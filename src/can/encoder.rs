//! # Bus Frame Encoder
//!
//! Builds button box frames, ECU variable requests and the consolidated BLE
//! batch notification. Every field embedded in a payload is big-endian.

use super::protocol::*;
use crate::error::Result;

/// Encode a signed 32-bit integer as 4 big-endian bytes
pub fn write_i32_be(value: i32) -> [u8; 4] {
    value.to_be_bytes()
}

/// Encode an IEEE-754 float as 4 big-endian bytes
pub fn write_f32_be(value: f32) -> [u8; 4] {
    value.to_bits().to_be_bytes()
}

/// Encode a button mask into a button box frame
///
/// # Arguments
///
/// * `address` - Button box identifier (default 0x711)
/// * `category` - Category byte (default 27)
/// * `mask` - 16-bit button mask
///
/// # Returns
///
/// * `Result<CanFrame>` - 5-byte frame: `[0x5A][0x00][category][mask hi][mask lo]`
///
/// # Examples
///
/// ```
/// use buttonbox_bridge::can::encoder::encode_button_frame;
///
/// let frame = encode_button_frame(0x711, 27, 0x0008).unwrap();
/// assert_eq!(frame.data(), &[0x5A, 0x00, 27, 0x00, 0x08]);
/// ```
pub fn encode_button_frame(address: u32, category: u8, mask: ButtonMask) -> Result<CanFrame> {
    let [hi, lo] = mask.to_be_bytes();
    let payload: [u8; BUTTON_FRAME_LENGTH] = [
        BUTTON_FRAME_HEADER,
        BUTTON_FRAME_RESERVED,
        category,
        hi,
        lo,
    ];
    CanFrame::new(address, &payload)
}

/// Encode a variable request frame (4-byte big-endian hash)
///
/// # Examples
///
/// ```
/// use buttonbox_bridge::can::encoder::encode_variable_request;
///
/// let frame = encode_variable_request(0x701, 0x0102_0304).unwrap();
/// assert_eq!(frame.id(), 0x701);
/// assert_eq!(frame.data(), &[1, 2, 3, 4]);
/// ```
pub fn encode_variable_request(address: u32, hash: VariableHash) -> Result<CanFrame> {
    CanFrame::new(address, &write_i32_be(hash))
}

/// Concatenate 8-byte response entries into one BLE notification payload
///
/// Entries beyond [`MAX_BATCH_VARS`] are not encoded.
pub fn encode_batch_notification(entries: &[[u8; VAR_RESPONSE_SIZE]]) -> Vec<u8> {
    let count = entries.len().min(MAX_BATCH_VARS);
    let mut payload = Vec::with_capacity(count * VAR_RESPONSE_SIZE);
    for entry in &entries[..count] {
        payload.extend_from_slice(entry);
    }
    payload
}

### PROBLEM DETAILS
Search the records for the word "value". Copy every line that has it.

### ANSWER TO THIS PROBLEM
pub fn write_i32_be(value: i32) -> [u8; 4] {
    value.to_be_bytes()
pub fn write_f32_be(value: f32) -> [u8; 4] {
    value.to_bits().to_be_bytes()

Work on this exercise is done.